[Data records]
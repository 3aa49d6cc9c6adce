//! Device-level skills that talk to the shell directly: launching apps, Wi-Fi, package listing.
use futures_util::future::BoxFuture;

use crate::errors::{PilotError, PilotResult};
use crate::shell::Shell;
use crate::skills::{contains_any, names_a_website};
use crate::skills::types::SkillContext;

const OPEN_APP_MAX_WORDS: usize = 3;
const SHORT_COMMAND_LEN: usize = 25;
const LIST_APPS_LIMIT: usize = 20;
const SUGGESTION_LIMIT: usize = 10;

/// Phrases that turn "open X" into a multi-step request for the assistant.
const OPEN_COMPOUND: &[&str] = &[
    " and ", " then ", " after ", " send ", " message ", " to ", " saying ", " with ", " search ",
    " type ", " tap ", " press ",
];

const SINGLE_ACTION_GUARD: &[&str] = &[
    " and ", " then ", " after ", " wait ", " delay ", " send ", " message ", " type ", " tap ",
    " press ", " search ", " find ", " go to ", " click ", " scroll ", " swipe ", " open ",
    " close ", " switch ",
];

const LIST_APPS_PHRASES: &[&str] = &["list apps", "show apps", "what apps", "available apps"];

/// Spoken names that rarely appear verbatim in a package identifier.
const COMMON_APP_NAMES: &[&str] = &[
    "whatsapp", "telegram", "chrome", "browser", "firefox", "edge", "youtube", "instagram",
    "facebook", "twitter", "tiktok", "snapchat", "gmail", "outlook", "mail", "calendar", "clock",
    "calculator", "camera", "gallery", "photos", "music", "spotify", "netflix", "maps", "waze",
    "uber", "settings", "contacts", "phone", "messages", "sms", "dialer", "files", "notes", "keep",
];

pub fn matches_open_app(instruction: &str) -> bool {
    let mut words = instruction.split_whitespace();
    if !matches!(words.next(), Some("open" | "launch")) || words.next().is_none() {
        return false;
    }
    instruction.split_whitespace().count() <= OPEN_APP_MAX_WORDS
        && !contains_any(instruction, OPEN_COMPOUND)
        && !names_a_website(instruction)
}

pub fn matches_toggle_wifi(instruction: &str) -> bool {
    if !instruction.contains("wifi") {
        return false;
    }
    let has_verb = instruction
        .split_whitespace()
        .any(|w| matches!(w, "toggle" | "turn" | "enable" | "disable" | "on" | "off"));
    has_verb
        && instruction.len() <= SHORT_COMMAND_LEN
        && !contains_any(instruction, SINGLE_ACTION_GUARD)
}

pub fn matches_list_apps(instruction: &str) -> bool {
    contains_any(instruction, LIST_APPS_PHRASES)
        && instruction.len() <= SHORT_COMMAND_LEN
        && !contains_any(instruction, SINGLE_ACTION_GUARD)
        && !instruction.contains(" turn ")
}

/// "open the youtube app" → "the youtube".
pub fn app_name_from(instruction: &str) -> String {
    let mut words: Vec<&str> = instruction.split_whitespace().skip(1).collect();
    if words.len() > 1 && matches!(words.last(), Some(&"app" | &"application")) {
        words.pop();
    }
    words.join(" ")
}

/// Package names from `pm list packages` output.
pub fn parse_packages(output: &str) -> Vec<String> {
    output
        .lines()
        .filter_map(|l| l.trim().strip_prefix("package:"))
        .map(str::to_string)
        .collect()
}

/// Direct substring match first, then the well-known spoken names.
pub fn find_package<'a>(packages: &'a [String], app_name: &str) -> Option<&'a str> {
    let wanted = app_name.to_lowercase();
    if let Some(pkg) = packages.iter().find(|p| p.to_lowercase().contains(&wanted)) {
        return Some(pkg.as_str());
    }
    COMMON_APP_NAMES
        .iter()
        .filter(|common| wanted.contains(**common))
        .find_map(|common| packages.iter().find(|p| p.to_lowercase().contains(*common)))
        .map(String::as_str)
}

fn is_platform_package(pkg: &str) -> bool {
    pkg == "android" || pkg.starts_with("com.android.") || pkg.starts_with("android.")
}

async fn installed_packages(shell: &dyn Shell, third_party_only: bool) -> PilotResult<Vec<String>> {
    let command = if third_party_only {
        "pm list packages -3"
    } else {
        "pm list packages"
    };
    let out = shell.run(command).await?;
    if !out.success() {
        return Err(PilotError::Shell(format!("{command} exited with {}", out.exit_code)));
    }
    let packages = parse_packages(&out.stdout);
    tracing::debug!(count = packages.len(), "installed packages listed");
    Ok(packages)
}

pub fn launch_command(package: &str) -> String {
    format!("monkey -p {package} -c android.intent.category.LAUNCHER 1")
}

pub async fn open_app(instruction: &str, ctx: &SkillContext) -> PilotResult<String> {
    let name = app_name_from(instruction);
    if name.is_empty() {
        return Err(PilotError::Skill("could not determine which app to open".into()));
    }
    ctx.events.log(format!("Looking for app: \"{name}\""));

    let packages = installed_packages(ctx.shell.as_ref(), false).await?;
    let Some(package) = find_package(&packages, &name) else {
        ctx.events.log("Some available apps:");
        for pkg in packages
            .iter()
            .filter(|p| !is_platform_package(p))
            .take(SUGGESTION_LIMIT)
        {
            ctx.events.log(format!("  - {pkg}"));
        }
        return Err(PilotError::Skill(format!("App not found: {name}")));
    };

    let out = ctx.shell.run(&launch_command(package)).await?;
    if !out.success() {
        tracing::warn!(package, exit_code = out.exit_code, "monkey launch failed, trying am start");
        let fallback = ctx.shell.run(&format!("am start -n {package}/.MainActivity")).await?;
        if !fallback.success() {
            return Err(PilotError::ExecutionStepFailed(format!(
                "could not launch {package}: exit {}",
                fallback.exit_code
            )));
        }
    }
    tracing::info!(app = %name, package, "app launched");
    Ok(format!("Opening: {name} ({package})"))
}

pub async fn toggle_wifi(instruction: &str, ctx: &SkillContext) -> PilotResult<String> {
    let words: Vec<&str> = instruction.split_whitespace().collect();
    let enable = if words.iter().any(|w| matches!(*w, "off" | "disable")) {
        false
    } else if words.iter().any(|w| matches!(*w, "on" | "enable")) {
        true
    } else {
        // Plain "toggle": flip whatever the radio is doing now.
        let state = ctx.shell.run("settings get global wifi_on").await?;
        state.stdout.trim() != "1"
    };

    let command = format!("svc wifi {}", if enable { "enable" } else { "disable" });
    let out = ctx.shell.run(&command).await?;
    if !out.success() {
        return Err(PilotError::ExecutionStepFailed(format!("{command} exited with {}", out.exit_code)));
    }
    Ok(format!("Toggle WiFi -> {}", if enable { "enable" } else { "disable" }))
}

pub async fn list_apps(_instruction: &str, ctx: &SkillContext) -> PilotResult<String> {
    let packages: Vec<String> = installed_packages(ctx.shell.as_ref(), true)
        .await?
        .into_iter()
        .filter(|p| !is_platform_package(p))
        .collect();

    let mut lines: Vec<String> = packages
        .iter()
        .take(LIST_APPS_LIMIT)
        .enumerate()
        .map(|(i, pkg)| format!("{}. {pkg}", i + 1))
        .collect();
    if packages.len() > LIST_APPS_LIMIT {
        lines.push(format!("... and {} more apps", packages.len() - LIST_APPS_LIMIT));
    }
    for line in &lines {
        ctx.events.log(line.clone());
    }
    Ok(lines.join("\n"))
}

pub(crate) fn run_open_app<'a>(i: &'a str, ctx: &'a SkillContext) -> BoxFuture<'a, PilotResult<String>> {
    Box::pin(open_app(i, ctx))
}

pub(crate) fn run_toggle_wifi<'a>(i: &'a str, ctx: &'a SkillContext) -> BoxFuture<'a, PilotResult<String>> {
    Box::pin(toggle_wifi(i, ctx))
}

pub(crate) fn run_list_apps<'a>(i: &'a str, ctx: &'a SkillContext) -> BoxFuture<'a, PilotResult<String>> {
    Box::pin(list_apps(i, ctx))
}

Work task.
Copy whichever lines above contain the string "events".

Task result.
    ctx.events.log(format!("Looking for app: \"{name}\""));
        ctx.events.log("Some available apps:");
            ctx.events.log(format!("  - {pkg}"));
        ctx.events.log(line.clone());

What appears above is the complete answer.